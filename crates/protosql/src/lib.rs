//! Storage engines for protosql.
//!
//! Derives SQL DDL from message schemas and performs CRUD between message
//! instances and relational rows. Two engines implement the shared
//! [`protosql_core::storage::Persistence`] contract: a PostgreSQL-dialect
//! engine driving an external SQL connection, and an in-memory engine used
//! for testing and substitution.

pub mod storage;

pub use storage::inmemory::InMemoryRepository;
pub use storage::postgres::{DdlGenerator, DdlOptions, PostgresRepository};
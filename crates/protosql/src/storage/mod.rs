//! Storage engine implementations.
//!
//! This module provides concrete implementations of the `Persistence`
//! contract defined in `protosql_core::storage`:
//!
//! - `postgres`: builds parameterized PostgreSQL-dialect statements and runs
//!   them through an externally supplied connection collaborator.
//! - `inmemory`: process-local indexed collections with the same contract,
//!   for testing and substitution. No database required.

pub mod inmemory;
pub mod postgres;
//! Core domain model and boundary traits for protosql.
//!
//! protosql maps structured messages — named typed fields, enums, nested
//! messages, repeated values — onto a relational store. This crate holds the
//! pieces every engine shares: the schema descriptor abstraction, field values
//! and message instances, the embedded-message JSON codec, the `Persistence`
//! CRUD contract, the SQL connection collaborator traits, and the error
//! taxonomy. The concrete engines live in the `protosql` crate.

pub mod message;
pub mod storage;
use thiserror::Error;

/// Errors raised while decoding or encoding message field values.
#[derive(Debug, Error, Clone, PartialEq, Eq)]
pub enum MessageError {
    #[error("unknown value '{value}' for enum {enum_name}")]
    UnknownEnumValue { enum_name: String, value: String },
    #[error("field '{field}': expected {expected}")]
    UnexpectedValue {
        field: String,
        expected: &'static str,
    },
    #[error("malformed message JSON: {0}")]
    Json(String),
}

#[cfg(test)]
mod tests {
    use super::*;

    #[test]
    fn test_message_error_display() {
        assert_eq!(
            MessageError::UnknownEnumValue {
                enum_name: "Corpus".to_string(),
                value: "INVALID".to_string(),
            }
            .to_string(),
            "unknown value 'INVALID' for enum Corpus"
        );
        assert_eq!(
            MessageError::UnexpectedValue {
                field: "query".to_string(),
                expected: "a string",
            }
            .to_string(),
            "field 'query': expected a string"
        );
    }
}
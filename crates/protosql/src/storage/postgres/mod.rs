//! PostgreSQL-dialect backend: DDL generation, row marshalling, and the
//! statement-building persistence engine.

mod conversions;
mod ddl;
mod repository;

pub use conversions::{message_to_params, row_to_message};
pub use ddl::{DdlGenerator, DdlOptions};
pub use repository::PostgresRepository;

━━━━━━━━━━━━━━━━━━━━

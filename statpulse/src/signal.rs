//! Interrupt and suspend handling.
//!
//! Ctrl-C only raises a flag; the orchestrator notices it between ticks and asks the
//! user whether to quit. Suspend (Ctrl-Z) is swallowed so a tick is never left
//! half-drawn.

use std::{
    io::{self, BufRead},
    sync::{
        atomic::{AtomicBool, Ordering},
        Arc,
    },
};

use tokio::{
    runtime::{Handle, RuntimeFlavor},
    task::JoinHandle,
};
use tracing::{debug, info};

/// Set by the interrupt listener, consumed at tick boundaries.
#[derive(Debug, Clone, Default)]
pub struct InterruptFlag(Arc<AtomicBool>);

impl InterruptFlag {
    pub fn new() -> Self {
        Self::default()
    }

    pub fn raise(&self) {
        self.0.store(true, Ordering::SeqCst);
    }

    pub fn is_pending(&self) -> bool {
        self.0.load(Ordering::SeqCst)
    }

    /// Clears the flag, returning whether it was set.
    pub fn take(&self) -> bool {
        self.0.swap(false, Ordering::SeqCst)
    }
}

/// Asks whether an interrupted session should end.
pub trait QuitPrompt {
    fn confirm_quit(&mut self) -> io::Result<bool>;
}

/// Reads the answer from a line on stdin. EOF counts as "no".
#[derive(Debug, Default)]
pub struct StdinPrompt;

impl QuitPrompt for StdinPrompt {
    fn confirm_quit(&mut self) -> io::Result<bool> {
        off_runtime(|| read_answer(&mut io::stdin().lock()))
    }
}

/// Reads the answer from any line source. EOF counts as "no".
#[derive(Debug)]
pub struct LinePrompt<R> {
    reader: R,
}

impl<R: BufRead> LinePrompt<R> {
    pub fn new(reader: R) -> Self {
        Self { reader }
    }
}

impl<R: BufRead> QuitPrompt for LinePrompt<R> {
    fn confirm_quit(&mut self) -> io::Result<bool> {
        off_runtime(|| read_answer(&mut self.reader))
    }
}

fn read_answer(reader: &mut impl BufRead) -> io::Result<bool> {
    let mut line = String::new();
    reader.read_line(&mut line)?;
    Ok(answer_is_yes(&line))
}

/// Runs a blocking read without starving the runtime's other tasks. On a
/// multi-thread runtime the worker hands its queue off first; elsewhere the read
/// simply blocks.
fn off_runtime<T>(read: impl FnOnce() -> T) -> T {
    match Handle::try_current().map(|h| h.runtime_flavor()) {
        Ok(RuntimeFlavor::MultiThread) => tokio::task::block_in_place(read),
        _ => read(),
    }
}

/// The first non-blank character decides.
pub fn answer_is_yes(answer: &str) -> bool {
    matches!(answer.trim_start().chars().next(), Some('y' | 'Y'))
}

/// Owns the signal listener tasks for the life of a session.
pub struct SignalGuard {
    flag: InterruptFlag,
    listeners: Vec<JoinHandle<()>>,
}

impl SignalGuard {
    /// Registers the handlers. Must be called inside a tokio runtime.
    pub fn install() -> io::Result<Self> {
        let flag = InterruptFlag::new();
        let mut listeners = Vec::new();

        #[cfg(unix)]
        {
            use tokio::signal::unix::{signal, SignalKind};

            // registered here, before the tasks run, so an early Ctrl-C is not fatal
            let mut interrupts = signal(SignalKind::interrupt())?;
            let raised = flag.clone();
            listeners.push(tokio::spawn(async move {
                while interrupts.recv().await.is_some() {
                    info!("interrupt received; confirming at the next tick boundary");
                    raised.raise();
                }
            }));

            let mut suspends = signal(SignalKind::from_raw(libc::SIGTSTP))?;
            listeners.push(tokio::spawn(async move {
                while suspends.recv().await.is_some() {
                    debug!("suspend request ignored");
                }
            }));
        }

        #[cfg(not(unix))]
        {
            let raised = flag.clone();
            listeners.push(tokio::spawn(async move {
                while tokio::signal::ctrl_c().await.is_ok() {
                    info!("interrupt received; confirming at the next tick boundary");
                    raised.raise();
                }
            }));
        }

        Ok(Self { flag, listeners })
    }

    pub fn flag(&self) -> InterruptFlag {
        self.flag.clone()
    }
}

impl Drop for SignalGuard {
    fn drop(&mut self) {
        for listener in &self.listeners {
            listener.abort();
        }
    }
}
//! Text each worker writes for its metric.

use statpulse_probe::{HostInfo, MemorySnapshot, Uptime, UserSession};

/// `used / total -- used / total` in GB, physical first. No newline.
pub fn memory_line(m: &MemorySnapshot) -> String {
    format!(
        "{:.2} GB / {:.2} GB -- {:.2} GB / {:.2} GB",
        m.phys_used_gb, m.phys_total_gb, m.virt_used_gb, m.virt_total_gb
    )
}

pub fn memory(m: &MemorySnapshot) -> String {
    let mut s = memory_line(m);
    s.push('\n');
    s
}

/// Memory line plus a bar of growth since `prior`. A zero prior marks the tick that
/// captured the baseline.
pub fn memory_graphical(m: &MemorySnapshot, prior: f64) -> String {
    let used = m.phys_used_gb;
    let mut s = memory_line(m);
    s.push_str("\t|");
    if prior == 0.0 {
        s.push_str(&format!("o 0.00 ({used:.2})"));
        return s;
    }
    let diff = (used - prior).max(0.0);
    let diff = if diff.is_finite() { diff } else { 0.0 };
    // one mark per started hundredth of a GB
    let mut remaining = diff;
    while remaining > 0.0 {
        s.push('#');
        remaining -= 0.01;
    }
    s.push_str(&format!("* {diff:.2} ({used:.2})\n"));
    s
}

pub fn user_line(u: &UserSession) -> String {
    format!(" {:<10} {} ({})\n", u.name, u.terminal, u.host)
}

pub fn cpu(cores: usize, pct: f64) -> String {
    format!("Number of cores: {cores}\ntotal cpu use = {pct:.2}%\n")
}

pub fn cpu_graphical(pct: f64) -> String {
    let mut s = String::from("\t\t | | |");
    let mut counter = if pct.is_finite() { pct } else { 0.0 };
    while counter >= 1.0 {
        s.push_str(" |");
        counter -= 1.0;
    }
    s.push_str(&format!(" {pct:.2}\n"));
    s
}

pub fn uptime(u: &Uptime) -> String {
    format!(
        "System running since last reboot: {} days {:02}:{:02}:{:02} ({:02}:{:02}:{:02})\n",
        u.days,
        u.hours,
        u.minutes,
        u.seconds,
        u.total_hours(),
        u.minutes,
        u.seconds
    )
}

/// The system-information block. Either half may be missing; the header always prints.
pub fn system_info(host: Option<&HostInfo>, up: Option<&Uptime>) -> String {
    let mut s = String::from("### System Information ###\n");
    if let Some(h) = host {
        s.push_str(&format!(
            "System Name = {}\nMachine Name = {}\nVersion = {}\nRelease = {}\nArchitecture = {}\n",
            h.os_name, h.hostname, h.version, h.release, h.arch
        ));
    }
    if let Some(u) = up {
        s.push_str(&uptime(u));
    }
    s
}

━━━━━━━━━━━━━━━━━━━━

> Your instructions: Please give back, exactly as it stands above, the stretch from the line with "first. No newline." through the line with "the tick that", and no line outside it.

> Written answer:
/// `used / total -- used / total` in GB, physical first. No newline.
pub fn memory_line(m: &MemorySnapshot) -> String {
    format!(
        "{:.2} GB / {:.2} GB -- {:.2} GB / {:.2} GB",
        m.phys_used_gb, m.phys_total_gb, m.virt_used_gb, m.virt_total_gb
    )
}

pub fn memory(m: &MemorySnapshot) -> String {
    let mut s = memory_line(m);
    s.push('\n');
    s
}

/// Memory line plus a bar of growth since `prior`. A zero prior marks the tick that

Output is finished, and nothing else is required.